Doenças vasculares periféricas representam uma preocupação clínica crescente, demandando abordagens terapêuticas eficazes. A angioplastia periférica destaca-se como uma intervenção minimamente invasiva que visa restaurar a patência vascular, melhorando os sintomas e evitando complicações graves.
Mecanismo de Ação da Angioplastia Periférica:
A angioplastia periférica envolve a introdução de um balão inflável em um vaso sanguíneo estreitado ou obstruído. Ao insuflar o balão comprime a placa aterosclerótica, restaurando o fluxo sanguíneo e melhorando a circulação nas extremidades.

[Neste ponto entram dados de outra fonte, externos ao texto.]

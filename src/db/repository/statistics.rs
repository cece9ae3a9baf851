//! Read-only review statistics projection
//!
//! Aggregates are computed from the current review rows at call time;
//! nothing here is persisted or cached, so every call reflects the latest
//! committed data.

use sqlx::PgPool;
use uuid::Uuid;

use crate::db::models::ReviewStatistics;
use crate::error::{Result, StoreError};

/// Compute aggregate review statistics for one reviewed object
///
/// Returns `None` when the object does not exist. With zero reviews the
/// totals are 0 and `average_rating` is absent; the average only covers
/// reviews that carry a star rating.
pub async fn for_object(pool: &PgPool, object_id: Uuid) -> Result<Option<ReviewStatistics>> {
    let row = sqlx::query_as::<_, ReviewStatistics>(
        r#"
        SELECT o.id AS object_id,
               o.object_type,
               o.object_name,
               COUNT(r.id) AS total_reviews,
               AVG(r.star_rating)::float8 AS average_rating,
               COUNT(r.id) FILTER (WHERE r.thumbs_rating = 'up') AS thumbs_up_count,
               COUNT(r.id) FILTER (WHERE r.thumbs_rating = 'down') AS thumbs_down_count
        FROM reviewed_objects o
        LEFT JOIN reviews r ON r.reviewed_object_id = o.id
        WHERE o.id = $1
        GROUP BY o.id, o.object_type, o.object_name
        "#,
    )
    .bind(object_id)
    .fetch_optional(pool)
    .await
    .map_err(|e| StoreError::from_sqlx("object statistics", e))?;

    Ok(row)
}
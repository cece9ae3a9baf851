//! Review repository for database operations
//!
//! One reviewer may review a given object at most once; the store rejects
//! a second review for the same pair. Every review must carry at least one
//! content field (text, stars, or thumbs), enforced by a check constraint.

use sqlx::PgPool;
use uuid::Uuid;

use crate::db::models::{NewReview, ReviewPatch, ReviewRow};
use crate::error::{Result, StoreError};

/// Insert a new review and return the stored row
///
/// Rejected by the store when the (reviewer, object) pair already has a
/// review, when the star rating falls outside 0..=5, when no content
/// field is set, or when either referenced row does not exist.
pub async fn create(pool: &PgPool, review: &NewReview) -> Result<ReviewRow> {
    let row = sqlx::query_as::<_, ReviewRow>(
        r#"
        INSERT INTO reviews (reviewer_id, reviewed_object_id, text_review, star_rating, thumbs_rating)
        VALUES ($1, $2, $3, $4, $5)
        RETURNING id, reviewer_id, reviewed_object_id, text_review, star_rating, thumbs_rating,
                  created_at, updated_at
        "#,
    )
    .bind(review.reviewer_id)
    .bind(review.reviewed_object_id)
    .bind(&review.text_review)
    .bind(review.star_rating)
    .bind(review.thumbs_rating.map(|t| t.as_str()))
    .fetch_one(pool)
    .await
    .map_err(|e| StoreError::from_sqlx("create review", e))?;

    Ok(row)
}

/// Find review by ID
pub async fn get_by_id(pool: &PgPool, id: Uuid) -> Result<Option<ReviewRow>> {
    let row = sqlx::query_as::<_, ReviewRow>(
        r#"
        SELECT id, reviewer_id, reviewed_object_id, text_review, star_rating, thumbs_rating,
               created_at, updated_at
        FROM reviews
        WHERE id = $1
        "#,
    )
    .bind(id)
    .fetch_optional(pool)
    .await
    .map_err(|e| StoreError::from_sqlx("get review", e))?;

    Ok(row)
}

/// Find the unique review one reviewer left on one object
pub async fn get_by_reviewer_and_object(
    pool: &PgPool,
    reviewer_id: Uuid,
    object_id: Uuid,
) -> Result<Option<ReviewRow>> {
    let row = sqlx::query_as::<_, ReviewRow>(
        r#"
        SELECT id, reviewer_id, reviewed_object_id, text_review, star_rating, thumbs_rating,
               created_at, updated_at
        FROM reviews
        WHERE reviewer_id = $1 AND reviewed_object_id = $2
        "#,
    )
    .bind(reviewer_id)
    .bind(object_id)
    .fetch_optional(pool)
    .await
    .map_err(|e| StoreError::from_sqlx("get review by reviewer and object", e))?;

    Ok(row)
}

/// List one reviewer's reviews as a stable page, oldest first
pub async fn get_by_reviewer(
    pool: &PgPool,
    reviewer_id: Uuid,
    skip: i64,
    limit: i64,
) -> Result<Vec<ReviewRow>> {
    let rows = sqlx::query_as::<_, ReviewRow>(
        r#"
        SELECT id, reviewer_id, reviewed_object_id, text_review, star_rating, thumbs_rating,
               created_at, updated_at
        FROM reviews
        WHERE reviewer_id = $1
        ORDER BY created_at ASC, id ASC
        OFFSET $2 LIMIT $3
        "#,
    )
    .bind(reviewer_id)
    .bind(skip)
    .bind(limit)
    .fetch_all(pool)
    .await
    .map_err(|e| StoreError::from_sqlx("list reviews by reviewer", e))?;

    Ok(rows)
}

/// List one object's reviews as a stable page, newest first
pub async fn get_by_object(
    pool: &PgPool,
    object_id: Uuid,
    skip: i64,
    limit: i64,
) -> Result<Vec<ReviewRow>> {
    let rows = sqlx::query_as::<_, ReviewRow>(
        r#"
        SELECT id, reviewer_id, reviewed_object_id, text_review, star_rating, thumbs_rating,
               created_at, updated_at
        FROM reviews
        WHERE reviewed_object_id = $1
        ORDER BY created_at DESC, id ASC
        OFFSET $2 LIMIT $3
        "#,
    )
    .bind(object_id)
    .bind(skip)
    .bind(limit)
    .fetch_all(pool)
    .await
    .map_err(|e| StoreError::from_sqlx("list reviews by object", e))?;

    Ok(rows)
}

/// List reviews as a stable page, oldest first
pub async fn get_all(pool: &PgPool, skip: i64, limit: i64) -> Result<Vec<ReviewRow>> {
    let rows = sqlx::query_as::<_, ReviewRow>(
        r#"
        SELECT id, reviewer_id, reviewed_object_id, text_review, star_rating, thumbs_rating,
               created_at, updated_at
        FROM reviews
        ORDER BY created_at ASC, id ASC
        OFFSET $1 LIMIT $2
        "#,
    )
    .bind(skip)
    .bind(limit)
    .fetch_all(pool)
    .await
    .map_err(|e| StoreError::from_sqlx("list reviews", e))?;

    Ok(rows)
}

/// Apply a partial update to a review's content fields
///
/// Returns `None` when no review with the id exists. The reviewer/object
/// identity is immutable; only content fields can change, and clearing
/// all three is rejected by the content check constraint. `updated_at`
/// is refreshed on every successful update.
pub async fn update(pool: &PgPool, id: Uuid, patch: ReviewPatch) -> Result<Option<ReviewRow>> {
    let mut tx = pool
        .begin()
        .await
        .map_err(|e| StoreError::from_sqlx("update review", e))?;

    let row = sqlx::query_as::<_, ReviewRow>(
        r#"
        SELECT id, reviewer_id, reviewed_object_id, text_review, star_rating, thumbs_rating,
               created_at, updated_at
        FROM reviews
        WHERE id = $1
        FOR UPDATE
        "#,
    )
    .bind(id)
    .fetch_optional(&mut *tx)
    .await
    .map_err(|e| StoreError::from_sqlx("update review", e))?;

    let mut row = match row {
        Some(row) => row,
        None => return Ok(None),
    };

    patch.apply(&mut row);

    let updated = sqlx::query_as::<_, ReviewRow>(
        r#"
        UPDATE reviews
        SET text_review = $2, star_rating = $3, thumbs_rating = $4, updated_at = NOW()
        WHERE id = $1
        RETURNING id, reviewer_id, reviewed_object_id, text_review, star_rating, thumbs_rating,
                  created_at, updated_at
        "#,
    )
    .bind(id)
    .bind(&row.text_review)
    .bind(row.star_rating)
    .bind(&row.thumbs_rating)
    .fetch_one(&mut *tx)
    .await
    .map_err(|e| StoreError::from_sqlx("update review", e))?;

    tx.commit()
        .await
        .map_err(|e| StoreError::from_sqlx("update review", e))?;

    Ok(Some(updated))
}

/// Delete a review by ID, returning whether a row was removed
pub async fn delete(pool: &PgPool, id: Uuid) -> Result<bool> {
    let result = sqlx::query("DELETE FROM reviews WHERE id = $1")
        .bind(id)
        .execute(pool)
        .await
        .map_err(|e| StoreError::from_sqlx("delete review", e))?;

    Ok(result.rows_affected() > 0)
}
use std::env;

/// Store configuration loaded from environment variables
#[derive(Debug, Clone)]
pub struct Config {
    // PostgreSQL
    pub database_url: String,
    pub db_max_connections: u32,
}

impl Config {
    /// Load configuration from environment variables with defaults
    pub fn from_env() -> Self {
        Self {
            database_url: env::var("DATABASE_URL")
                .unwrap_or_else(|_| "postgres://localhost/reviews".to_string()),
            db_max_connections: env::var("DB_MAX_CONNECTIONS")
                .unwrap_or_else(|_| "10".to_string())
                .parse()
                .unwrap_or(10),
        }
    }
}

impl Default for Config {
    fn default() -> Self {
        Self::from_env()
    }
}
//! Reviewed object repository for database operations
//!
//! A reviewed object is anything that can receive reviews, identified to
//! callers by an (object_type, object_id) pair where object_id is an
//! external identifier. The pair is unique; the same external id may
//! recur under a different type.

use sqlx::PgPool;
use uuid::Uuid;

use crate::db::models::{NewReviewedObject, ReviewedObjectPatch, ReviewedObjectRow};
use crate::error::{Result, StoreError};

/// Insert a new reviewed object and return the stored row
pub async fn create(pool: &PgPool, object: &NewReviewedObject) -> Result<ReviewedObjectRow> {
    let row = sqlx::query_as::<_, ReviewedObjectRow>(
        r#"
        INSERT INTO reviewed_objects (object_type, object_id, object_name, object_description, object_metadata)
        VALUES ($1, $2, $3, $4, $5)
        RETURNING id, object_type, object_id, object_name, object_description, object_metadata,
                  created_at, updated_at
        "#,
    )
    .bind(&object.object_type)
    .bind(&object.object_id)
    .bind(&object.object_name)
    .bind(&object.object_description)
    .bind(&object.object_metadata)
    .fetch_one(pool)
    .await
    .map_err(|e| StoreError::from_sqlx("create reviewed object", e))?;

    Ok(row)
}

/// Find reviewed object by ID
pub async fn get_by_id(pool: &PgPool, id: Uuid) -> Result<Option<ReviewedObjectRow>> {
    let row = sqlx::query_as::<_, ReviewedObjectRow>(
        r#"
        SELECT id, object_type, object_id, object_name, object_description, object_metadata,
               created_at, updated_at
        FROM reviewed_objects
        WHERE id = $1
        "#,
    )
    .bind(id)
    .fetch_optional(pool)
    .await
    .map_err(|e| StoreError::from_sqlx("get reviewed object", e))?;

    Ok(row)
}

/// Find reviewed object by type and external identifier
pub async fn get_by_type_and_id(
    pool: &PgPool,
    object_type: &str,
    external_id: &str,
) -> Result<Option<ReviewedObjectRow>> {
    let row = sqlx::query_as::<_, ReviewedObjectRow>(
        r#"
        SELECT id, object_type, object_id, object_name, object_description, object_metadata,
               created_at, updated_at
        FROM reviewed_objects
        WHERE object_type = $1 AND object_id = $2
        "#,
    )
    .bind(object_type)
    .bind(external_id)
    .fetch_optional(pool)
    .await
    .map_err(|e| StoreError::from_sqlx("get reviewed object by type and id", e))?;

    Ok(row)
}

/// List reviewed objects of one type as a stable page, oldest first
pub async fn get_by_type(
    pool: &PgPool,
    object_type: &str,
    skip: i64,
    limit: i64,
) -> Result<Vec<ReviewedObjectRow>> {
    let rows = sqlx::query_as::<_, ReviewedObjectRow>(
        r#"
        SELECT id, object_type, object_id, object_name, object_description, object_metadata,
               created_at, updated_at
        FROM reviewed_objects
        WHERE object_type = $1
        ORDER BY created_at ASC, id ASC
        OFFSET $2 LIMIT $3
        "#,
    )
    .bind(object_type)
    .bind(skip)
    .bind(limit)
    .fetch_all(pool)
    .await
    .map_err(|e| StoreError::from_sqlx("list reviewed objects by type", e))?;

    Ok(rows)
}

/// List reviewed objects as a stable page, oldest first
pub async fn get_all(pool: &PgPool, skip: i64, limit: i64) -> Result<Vec<ReviewedObjectRow>> {
    let rows = sqlx::query_as::<_, ReviewedObjectRow>(
        r#"
        SELECT id, object_type, object_id, object_name, object_description, object_metadata,
               created_at, updated_at
        FROM reviewed_objects
        ORDER BY created_at ASC, id ASC
        OFFSET $1 LIMIT $2
        "#,
    )
    .bind(skip)
    .bind(limit)
    .fetch_all(pool)
    .await
    .map_err(|e| StoreError::from_sqlx("list reviewed objects", e))?;

    Ok(rows)
}

/// Apply a partial update to a reviewed object
///
/// Returns `None` when no object with the id exists. Only fields set in
/// the patch are written; `updated_at` is refreshed on every successful
/// update.
pub async fn update(
    pool: &PgPool,
    id: Uuid,
    patch: ReviewedObjectPatch,
) -> Result<Option<ReviewedObjectRow>> {
    let mut tx = pool
        .begin()
        .await
        .map_err(|e| StoreError::from_sqlx("update reviewed object", e))?;

    let row = sqlx::query_as::<_, ReviewedObjectRow>(
        r#"
        SELECT id, object_type, object_id, object_name, object_description, object_metadata,
               created_at, updated_at
        FROM reviewed_objects
        WHERE id = $1
        FOR UPDATE
        "#,
    )
    .bind(id)
    .fetch_optional(&mut *tx)
    .await
    .map_err(|e| StoreError::from_sqlx("update reviewed object", e))?;

    let mut row = match row {
        Some(row) => row,
        None => return Ok(None),
    };

    patch.apply(&mut row);

    let updated = sqlx::query_as::<_, ReviewedObjectRow>(
        r#"
        UPDATE reviewed_objects
        SET object_type = $2, object_id = $3, object_name = $4,
            object_description = $5, object_metadata = $6, updated_at = NOW()
        WHERE id = $1
        RETURNING id, object_type, object_id, object_name, object_description, object_metadata,
                  created_at, updated_at
        "#,
    )
    .bind(id)
    .bind(&row.object_type)
    .bind(&row.object_id)
    .bind(&row.object_name)
    .bind(&row.object_description)
    .bind(&row.object_metadata)
    .fetch_one(&mut *tx)
    .await
    .map_err(|e| StoreError::from_sqlx("update reviewed object", e))?;

    tx.commit()
        .await
        .map_err(|e| StoreError::from_sqlx("update reviewed object", e))?;

    Ok(Some(updated))
}

/// Delete a reviewed object by ID, returning whether a row was removed
///
/// Does not cascade to reviews; an object that is still reviewed is
/// protected by the foreign key.
pub async fn delete(pool: &PgPool, id: Uuid) -> Result<bool> {
    let result = sqlx::query("DELETE FROM reviewed_objects WHERE id = $1")
        .bind(id)
        .execute(pool)
        .await
        .map_err(|e| StoreError::from_sqlx("delete reviewed object", e))?;

    Ok(result.rows_affected() > 0)
}
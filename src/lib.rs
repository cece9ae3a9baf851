//! Review management data-access layer
//!
//! Reviewers leave text, star (0-5), and thumbs (up/down) feedback on
//! arbitrary reviewed objects. This crate owns the persisted schema and
//! the repository layer over PostgreSQL:
//! - Three-shape entity types (row / insert / partial patch)
//! - Per-entity repositories with typed constraint-violation errors
//! - A per-object statistics projection computed at query time
//! - Pool construction, embedded migrations, and a health probe
//!
//! Every operation is one synchronous round-trip guarded by a
//! transaction; uniqueness and check constraints are enforced by the
//! database, never pre-checked in application code.

pub mod config;
pub mod db;
pub mod error;

pub use config::Config;
pub use error::{Result, StoreError};
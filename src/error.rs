//! Error types for the review store
//!
//! Absence is never an error here: lookups return `Option` and deletes
//! return `bool`. `StoreError` covers real storage failures only --
//! rejected writes, referential-integrity breakage, and an unreachable
//! database.

use sqlx::error::ErrorKind;
use thiserror::Error;

/// Result alias used across the repository layer
pub type Result<T> = std::result::Result<T, StoreError>;

/// Storage failure surfaced by the repository layer
#[derive(Debug, Error)]
pub enum StoreError {
    /// A uniqueness or check constraint rejected the write.
    ///
    /// The statement was rolled back; retrying without changing the input
    /// will fail again.
    #[error("{operation}: constraint {} violated", .constraint.as_deref().unwrap_or("<unreported>"))]
    ConstraintViolation {
        operation: &'static str,
        /// Constraint name as reported by PostgreSQL, when available
        constraint: Option<String>,
    },

    /// A foreign key rejected the write: either the referenced row does
    /// not exist, or the deleted row is still referenced by dependents.
    #[error("{operation}: referential integrity violated ({})", .constraint.as_deref().unwrap_or("<unreported>"))]
    ReferentialIntegrity {
        operation: &'static str,
        constraint: Option<String>,
    },

    /// The database is unreachable or the pool timed out. Not retried
    /// by this crate; retry policy belongs to the caller.
    #[error("database unavailable: {0}")]
    Unavailable(#[source] sqlx::Error),

    /// Any other engine error
    #[error("database error: {0}")]
    Database(#[from] sqlx::Error),
}

impl StoreError {
    /// Classify an sqlx error raised by `operation` into the domain taxonomy
    pub(crate) fn from_sqlx(operation: &'static str, err: sqlx::Error) -> Self {
        if let sqlx::Error::Database(db_err) = &err {
            let constraint = db_err.constraint().map(str::to_owned);
            match db_err.kind() {
                ErrorKind::UniqueViolation
                | ErrorKind::CheckViolation
                | ErrorKind::NotNullViolation => {
                    return StoreError::ConstraintViolation {
                        operation,
                        constraint,
                    };
                }
                ErrorKind::ForeignKeyViolation => {
                    return StoreError::ReferentialIntegrity {
                        operation,
                        constraint,
                    };
                }
                _ => {}
            }
        }

        match err {
            sqlx::Error::PoolTimedOut | sqlx::Error::PoolClosed | sqlx::Error::Io(_) => {
                StoreError::Unavailable(err)
            }
            _ => StoreError::Database(err),
        }
    }

    /// Name of the violated constraint, if this is a rejected write
    pub fn constraint(&self) -> Option<&str> {
        match self {
            StoreError::ConstraintViolation { constraint, .. }
            | StoreError::ReferentialIntegrity { constraint, .. } => constraint.as_deref(),
            _ => None,
        }
    }

    /// Whether the failure came from an unreachable database rather than
    /// a rejected write
    pub fn is_unavailable(&self) -> bool {
        matches!(self, StoreError::Unavailable(_))
    }
}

Técnicas Específicas e Dispositivos:
Técnicas avançadas e dispositivos inovadores têm aprimorado a eficácia da angioplastia periférica. O uso de stents, aterectomia e a aplicação de terapias farmacológicas adjuvantes são estratégias que visam melhorar os resultados a longo prazo e reduzir a recorrência de estenoses.
Indicações e Seleção de Pacientes:
A angioplastia periférica é indicada para uma variedade de condições, incluindo estenoses e oclusões em vasos periféricos. A seleção de pacientes é baseada em uma avaliação abrangente, considerando a gravidade dos sintomas, a extensão da doença vascular e a adequação do paciente para procedimentos endovasculares.
Complicações e Estratégias de Mitigação:
Complicações associadas à angioplastia periférica incluem a formação de coágulos, dissecção vascular e reestenose. Estratégias de mitigação, como o uso de anticoagulantes e a seleção cuidadosa de dispositivos, são implementadas para minimizar riscos.
Acompanhamento Pós-Procedimento:
O acompanhamento pós-angioplastia é essencial para avaliar a eficácia a longo prazo do procedimento. Isso inclui monitoramento da patência vascular, avaliação de sintomas recorrentes e intervenções adicionais, se necessário.